§ Task item:
Filter the entries below down to the lines that hold "property".

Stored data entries
━━━━━━━━

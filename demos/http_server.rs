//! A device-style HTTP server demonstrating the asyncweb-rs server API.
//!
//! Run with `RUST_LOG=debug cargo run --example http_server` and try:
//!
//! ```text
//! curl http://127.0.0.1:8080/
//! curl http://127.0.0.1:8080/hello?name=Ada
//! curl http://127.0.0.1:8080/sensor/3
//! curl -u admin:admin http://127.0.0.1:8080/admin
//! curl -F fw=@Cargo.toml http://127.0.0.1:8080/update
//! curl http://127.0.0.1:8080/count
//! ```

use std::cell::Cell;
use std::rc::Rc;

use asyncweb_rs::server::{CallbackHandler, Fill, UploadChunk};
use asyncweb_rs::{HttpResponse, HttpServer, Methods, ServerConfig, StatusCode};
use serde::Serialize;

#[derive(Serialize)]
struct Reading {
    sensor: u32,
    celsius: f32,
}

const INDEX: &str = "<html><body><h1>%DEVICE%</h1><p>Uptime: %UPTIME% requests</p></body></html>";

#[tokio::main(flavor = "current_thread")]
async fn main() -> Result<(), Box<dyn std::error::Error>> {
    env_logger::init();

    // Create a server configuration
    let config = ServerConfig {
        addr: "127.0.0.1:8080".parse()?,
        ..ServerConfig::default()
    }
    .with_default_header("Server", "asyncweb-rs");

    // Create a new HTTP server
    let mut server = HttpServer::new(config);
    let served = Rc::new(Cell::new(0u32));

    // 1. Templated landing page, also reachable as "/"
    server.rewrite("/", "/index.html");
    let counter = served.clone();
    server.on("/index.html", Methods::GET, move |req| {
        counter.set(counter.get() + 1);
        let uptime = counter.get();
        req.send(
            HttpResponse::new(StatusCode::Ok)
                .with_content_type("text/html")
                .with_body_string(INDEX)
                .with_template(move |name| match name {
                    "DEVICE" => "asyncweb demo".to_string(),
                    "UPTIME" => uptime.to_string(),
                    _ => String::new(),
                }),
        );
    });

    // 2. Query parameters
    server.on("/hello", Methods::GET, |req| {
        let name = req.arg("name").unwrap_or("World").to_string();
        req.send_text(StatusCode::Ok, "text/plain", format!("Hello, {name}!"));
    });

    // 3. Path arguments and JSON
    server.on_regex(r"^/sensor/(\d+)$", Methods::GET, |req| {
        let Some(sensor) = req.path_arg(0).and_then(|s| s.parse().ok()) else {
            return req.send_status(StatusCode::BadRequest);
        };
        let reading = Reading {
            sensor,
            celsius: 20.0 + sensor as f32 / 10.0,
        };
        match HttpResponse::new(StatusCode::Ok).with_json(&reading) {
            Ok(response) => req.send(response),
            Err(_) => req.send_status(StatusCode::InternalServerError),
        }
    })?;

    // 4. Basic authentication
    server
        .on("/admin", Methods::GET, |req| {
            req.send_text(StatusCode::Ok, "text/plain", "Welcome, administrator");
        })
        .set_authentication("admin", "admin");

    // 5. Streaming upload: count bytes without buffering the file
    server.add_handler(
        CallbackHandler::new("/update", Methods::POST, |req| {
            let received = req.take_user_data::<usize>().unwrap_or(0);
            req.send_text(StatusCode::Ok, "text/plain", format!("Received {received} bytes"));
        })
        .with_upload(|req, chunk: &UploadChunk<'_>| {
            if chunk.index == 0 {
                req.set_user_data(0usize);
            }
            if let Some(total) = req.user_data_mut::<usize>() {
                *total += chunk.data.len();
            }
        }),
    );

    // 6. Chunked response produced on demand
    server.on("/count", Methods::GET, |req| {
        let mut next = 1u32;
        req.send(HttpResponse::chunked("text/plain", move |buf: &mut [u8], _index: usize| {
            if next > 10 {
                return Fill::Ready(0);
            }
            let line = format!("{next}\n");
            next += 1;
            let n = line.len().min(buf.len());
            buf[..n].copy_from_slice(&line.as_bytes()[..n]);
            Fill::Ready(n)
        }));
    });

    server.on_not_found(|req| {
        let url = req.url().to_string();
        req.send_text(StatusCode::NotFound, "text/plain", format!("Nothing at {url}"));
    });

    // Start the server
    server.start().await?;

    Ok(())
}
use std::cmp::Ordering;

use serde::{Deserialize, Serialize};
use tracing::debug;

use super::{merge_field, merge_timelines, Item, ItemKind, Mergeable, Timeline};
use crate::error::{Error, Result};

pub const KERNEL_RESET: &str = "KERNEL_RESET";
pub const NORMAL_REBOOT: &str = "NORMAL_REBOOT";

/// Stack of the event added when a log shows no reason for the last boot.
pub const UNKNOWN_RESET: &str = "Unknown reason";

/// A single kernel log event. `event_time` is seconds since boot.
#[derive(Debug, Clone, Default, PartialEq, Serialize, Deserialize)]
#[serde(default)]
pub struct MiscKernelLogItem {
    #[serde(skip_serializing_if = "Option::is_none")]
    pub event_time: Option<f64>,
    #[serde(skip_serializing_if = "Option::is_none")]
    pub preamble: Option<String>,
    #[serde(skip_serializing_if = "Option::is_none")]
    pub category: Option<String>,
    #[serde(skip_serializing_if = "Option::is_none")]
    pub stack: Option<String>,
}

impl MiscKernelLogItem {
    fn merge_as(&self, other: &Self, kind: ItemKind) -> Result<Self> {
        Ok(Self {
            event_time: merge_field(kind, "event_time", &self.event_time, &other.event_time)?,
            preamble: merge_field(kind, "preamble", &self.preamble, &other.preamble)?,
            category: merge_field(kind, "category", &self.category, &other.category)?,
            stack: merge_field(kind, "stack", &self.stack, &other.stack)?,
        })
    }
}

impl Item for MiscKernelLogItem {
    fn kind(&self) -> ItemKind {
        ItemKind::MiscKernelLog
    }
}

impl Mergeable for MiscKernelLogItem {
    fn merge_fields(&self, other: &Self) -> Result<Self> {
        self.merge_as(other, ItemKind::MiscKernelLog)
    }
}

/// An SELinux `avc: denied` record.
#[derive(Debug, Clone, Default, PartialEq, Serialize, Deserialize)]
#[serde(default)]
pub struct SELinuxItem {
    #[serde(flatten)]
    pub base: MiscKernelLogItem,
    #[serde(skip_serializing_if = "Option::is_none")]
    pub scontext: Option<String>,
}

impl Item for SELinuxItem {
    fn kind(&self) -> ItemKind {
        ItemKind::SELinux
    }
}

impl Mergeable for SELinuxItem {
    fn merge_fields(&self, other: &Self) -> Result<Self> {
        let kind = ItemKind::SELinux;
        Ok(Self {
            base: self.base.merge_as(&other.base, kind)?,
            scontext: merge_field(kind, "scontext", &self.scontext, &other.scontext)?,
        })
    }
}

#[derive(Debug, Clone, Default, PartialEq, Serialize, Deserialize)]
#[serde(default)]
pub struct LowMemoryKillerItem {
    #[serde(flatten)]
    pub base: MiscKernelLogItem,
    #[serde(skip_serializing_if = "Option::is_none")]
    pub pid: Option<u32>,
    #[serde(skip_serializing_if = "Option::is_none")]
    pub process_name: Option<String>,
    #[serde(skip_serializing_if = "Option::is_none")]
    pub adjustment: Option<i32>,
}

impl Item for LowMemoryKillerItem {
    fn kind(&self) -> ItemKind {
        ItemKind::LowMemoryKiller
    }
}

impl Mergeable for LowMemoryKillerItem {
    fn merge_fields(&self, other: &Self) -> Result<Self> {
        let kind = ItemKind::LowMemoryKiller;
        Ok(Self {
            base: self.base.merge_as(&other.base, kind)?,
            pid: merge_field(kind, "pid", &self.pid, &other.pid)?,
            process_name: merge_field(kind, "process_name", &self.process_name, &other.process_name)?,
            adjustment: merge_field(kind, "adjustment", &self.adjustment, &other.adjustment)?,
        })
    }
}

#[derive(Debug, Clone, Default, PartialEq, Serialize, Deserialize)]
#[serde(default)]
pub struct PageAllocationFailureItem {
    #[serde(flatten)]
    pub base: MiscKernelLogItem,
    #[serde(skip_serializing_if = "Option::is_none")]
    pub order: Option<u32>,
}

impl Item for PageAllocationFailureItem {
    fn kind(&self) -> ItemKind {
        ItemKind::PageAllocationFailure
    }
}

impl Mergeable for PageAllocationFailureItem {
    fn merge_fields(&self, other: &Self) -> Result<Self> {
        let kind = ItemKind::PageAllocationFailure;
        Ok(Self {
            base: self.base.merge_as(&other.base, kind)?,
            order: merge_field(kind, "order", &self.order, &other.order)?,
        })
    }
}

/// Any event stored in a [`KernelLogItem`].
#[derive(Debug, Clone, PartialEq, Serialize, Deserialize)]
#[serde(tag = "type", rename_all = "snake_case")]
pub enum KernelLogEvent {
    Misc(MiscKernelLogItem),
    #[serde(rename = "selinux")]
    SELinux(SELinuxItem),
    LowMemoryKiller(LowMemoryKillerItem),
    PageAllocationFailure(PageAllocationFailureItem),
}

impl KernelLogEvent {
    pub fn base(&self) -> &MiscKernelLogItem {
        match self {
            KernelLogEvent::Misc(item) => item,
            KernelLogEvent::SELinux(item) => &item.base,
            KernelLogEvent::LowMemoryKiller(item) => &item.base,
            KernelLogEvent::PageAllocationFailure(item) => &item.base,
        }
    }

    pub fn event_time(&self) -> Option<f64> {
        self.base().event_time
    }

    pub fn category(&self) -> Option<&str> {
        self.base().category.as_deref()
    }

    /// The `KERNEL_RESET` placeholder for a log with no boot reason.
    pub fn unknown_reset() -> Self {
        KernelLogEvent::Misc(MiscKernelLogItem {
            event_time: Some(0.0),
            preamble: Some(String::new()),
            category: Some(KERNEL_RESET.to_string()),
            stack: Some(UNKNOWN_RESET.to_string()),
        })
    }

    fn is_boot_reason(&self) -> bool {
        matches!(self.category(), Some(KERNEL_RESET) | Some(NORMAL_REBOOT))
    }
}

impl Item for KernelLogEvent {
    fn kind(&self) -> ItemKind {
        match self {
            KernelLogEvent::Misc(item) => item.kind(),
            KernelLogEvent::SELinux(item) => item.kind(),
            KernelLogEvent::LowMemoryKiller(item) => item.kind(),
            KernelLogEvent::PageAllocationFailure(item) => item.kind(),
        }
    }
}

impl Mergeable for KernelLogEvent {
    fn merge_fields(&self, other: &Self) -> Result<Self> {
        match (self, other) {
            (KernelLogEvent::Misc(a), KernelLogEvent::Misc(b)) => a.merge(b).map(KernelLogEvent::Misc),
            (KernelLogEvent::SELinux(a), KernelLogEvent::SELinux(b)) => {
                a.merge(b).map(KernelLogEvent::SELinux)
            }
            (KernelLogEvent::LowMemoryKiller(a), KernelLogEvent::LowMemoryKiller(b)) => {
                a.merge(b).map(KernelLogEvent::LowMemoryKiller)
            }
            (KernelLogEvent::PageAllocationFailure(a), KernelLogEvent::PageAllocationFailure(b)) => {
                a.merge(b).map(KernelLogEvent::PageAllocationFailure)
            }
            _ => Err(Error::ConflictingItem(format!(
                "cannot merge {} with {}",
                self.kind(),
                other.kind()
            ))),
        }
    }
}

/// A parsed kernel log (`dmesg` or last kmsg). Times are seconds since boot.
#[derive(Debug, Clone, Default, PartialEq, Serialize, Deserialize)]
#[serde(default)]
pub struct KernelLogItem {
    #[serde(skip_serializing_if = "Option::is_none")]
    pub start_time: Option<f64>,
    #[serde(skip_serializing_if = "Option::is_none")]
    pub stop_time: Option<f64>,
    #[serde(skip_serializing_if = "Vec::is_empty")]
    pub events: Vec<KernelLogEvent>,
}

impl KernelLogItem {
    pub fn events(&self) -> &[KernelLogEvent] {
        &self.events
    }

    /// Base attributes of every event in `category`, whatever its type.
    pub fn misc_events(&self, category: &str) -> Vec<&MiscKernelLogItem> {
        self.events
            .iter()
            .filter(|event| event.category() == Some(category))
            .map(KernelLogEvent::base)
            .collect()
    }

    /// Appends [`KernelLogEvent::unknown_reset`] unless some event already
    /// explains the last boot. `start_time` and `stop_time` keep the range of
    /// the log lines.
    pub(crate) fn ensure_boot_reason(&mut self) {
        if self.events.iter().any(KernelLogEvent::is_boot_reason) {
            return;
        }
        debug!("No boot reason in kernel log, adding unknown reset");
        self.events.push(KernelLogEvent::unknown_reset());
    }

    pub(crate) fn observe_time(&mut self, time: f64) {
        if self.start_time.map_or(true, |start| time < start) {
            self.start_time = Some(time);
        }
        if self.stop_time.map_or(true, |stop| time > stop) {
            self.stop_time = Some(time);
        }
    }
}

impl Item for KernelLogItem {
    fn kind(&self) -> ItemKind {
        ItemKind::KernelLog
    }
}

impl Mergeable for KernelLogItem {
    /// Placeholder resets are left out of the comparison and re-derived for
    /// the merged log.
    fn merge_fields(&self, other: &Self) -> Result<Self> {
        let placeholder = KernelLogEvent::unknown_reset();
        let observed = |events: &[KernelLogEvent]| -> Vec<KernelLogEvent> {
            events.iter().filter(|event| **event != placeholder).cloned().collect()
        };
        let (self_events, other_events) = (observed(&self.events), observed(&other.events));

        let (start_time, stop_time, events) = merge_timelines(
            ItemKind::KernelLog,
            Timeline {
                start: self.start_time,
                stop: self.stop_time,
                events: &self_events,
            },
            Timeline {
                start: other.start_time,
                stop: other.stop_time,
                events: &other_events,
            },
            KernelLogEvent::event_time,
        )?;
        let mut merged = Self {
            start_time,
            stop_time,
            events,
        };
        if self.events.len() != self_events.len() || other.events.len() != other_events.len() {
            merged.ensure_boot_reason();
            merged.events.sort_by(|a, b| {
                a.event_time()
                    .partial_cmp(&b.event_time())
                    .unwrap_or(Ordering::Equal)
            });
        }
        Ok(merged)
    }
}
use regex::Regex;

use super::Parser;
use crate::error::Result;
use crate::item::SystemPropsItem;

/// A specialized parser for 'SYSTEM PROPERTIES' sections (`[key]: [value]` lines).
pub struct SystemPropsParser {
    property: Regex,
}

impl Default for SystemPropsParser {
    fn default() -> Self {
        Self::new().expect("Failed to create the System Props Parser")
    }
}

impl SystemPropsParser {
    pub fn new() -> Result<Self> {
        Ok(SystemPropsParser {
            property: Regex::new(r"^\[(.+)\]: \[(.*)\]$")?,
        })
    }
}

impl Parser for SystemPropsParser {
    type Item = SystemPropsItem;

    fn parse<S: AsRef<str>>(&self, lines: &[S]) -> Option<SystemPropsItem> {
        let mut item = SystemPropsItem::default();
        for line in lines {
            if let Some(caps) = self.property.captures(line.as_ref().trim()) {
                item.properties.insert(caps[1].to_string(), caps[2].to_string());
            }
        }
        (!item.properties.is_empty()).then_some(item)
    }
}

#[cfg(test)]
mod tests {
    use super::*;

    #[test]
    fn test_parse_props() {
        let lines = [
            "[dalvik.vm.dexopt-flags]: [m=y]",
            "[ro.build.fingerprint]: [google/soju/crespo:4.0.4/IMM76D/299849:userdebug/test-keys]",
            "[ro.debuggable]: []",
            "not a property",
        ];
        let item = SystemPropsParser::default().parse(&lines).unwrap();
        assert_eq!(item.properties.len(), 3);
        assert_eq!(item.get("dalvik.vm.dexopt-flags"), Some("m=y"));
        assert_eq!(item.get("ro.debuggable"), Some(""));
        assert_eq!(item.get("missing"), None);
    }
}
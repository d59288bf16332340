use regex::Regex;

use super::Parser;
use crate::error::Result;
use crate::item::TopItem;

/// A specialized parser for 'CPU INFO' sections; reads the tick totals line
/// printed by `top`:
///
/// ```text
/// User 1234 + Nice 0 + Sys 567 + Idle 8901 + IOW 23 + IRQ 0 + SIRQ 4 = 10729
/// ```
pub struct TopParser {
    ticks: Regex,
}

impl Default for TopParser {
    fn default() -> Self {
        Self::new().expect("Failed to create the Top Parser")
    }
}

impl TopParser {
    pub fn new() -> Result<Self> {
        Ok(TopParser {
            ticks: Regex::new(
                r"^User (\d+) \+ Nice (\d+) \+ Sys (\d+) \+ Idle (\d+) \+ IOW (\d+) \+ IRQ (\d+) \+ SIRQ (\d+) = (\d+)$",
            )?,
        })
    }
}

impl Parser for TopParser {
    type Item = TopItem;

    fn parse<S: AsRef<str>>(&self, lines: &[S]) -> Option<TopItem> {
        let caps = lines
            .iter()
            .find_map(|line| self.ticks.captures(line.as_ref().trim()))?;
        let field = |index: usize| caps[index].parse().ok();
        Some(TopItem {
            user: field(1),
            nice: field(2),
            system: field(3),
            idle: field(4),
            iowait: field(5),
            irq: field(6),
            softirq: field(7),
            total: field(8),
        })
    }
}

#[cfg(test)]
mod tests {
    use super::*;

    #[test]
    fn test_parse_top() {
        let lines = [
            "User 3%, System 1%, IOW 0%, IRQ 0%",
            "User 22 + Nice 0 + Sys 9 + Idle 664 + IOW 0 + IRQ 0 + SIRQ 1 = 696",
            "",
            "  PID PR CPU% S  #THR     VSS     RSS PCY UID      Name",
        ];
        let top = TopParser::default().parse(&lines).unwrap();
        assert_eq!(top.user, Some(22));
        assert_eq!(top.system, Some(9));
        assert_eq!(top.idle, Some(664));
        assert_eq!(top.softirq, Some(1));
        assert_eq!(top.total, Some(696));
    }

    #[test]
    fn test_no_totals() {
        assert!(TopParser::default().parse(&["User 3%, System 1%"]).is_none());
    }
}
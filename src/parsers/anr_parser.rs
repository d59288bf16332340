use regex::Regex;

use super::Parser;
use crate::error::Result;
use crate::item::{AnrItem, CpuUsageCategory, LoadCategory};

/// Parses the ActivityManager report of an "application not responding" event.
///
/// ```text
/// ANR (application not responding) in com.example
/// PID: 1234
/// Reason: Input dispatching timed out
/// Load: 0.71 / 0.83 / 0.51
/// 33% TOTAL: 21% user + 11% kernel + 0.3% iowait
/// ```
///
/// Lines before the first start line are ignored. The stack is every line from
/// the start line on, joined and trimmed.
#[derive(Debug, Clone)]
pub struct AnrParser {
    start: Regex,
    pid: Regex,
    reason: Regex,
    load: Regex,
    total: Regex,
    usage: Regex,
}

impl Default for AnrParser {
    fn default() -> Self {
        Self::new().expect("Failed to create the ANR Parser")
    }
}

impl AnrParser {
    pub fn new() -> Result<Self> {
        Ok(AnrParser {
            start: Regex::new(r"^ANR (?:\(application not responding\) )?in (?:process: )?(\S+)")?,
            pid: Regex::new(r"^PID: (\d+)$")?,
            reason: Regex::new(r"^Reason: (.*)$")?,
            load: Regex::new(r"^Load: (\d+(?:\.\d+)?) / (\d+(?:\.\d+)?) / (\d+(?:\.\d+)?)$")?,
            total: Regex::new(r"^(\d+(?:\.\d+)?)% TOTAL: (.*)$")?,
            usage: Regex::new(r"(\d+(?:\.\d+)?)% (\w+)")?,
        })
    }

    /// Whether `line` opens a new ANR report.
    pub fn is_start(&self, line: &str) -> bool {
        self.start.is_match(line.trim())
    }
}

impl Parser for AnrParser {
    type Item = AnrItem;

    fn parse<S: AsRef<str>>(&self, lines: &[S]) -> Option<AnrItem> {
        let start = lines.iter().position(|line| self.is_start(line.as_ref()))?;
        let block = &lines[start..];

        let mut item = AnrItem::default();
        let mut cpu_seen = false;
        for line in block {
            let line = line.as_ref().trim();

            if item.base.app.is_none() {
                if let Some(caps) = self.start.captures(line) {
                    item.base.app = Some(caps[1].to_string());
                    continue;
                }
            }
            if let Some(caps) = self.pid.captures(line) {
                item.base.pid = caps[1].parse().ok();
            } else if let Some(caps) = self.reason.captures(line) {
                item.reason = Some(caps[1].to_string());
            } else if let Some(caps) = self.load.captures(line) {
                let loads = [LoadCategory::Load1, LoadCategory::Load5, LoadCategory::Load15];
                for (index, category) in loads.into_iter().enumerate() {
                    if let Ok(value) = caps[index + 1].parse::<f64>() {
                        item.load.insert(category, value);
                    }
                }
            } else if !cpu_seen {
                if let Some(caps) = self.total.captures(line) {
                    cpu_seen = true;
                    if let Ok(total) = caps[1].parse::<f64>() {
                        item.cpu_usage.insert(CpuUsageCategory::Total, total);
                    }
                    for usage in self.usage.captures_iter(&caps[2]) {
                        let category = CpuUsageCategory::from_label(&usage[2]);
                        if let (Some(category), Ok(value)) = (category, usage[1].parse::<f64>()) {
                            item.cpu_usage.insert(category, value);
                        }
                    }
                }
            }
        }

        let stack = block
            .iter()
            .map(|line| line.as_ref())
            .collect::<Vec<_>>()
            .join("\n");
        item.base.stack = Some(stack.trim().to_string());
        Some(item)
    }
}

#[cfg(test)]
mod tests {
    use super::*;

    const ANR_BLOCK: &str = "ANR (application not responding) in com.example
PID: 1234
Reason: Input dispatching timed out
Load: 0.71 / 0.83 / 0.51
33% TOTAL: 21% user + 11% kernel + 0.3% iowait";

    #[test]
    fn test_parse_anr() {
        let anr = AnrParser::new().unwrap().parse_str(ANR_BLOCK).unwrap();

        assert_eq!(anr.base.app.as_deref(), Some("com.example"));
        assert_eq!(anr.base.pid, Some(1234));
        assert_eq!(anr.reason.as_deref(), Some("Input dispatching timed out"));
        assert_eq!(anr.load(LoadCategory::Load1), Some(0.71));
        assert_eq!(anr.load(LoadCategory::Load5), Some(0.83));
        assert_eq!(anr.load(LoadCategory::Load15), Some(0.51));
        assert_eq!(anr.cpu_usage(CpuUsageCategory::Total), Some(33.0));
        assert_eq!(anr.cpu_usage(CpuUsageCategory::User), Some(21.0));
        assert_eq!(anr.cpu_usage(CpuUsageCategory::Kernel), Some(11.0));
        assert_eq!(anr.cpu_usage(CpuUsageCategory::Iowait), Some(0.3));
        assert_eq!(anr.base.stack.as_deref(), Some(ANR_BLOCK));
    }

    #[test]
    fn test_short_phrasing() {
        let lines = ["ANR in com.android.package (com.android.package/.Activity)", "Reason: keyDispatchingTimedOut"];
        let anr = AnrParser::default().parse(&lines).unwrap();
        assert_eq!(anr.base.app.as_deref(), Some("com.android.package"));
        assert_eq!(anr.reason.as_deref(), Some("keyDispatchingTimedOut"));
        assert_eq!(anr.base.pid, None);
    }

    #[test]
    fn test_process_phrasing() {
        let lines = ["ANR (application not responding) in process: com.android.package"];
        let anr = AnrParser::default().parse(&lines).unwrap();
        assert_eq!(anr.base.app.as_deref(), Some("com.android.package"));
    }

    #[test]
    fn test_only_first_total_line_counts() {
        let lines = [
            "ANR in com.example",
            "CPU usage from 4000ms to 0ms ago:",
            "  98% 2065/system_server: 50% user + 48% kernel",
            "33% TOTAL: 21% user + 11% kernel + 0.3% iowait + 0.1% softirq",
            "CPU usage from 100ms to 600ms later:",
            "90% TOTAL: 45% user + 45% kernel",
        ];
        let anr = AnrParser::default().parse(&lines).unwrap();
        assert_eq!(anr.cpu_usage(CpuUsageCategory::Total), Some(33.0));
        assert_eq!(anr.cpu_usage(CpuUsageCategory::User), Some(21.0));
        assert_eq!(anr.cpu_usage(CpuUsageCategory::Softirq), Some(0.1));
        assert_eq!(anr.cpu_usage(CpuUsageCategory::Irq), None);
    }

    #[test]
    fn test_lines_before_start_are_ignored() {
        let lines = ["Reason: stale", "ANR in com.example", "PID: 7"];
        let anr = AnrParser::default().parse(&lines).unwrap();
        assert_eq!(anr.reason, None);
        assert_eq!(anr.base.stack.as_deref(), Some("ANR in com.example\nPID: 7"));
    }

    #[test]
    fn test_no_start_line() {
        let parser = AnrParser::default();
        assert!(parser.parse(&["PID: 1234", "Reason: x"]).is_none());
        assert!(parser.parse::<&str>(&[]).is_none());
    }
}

━━━━━━━━

§ Reply:
    property: Regex,
            property: Regex::new(r"^\[(.+)\]: \[(.*)\]$")?,
            if let Some(caps) = self.property.captures(line.as_ref().trim()) {
            "not a property",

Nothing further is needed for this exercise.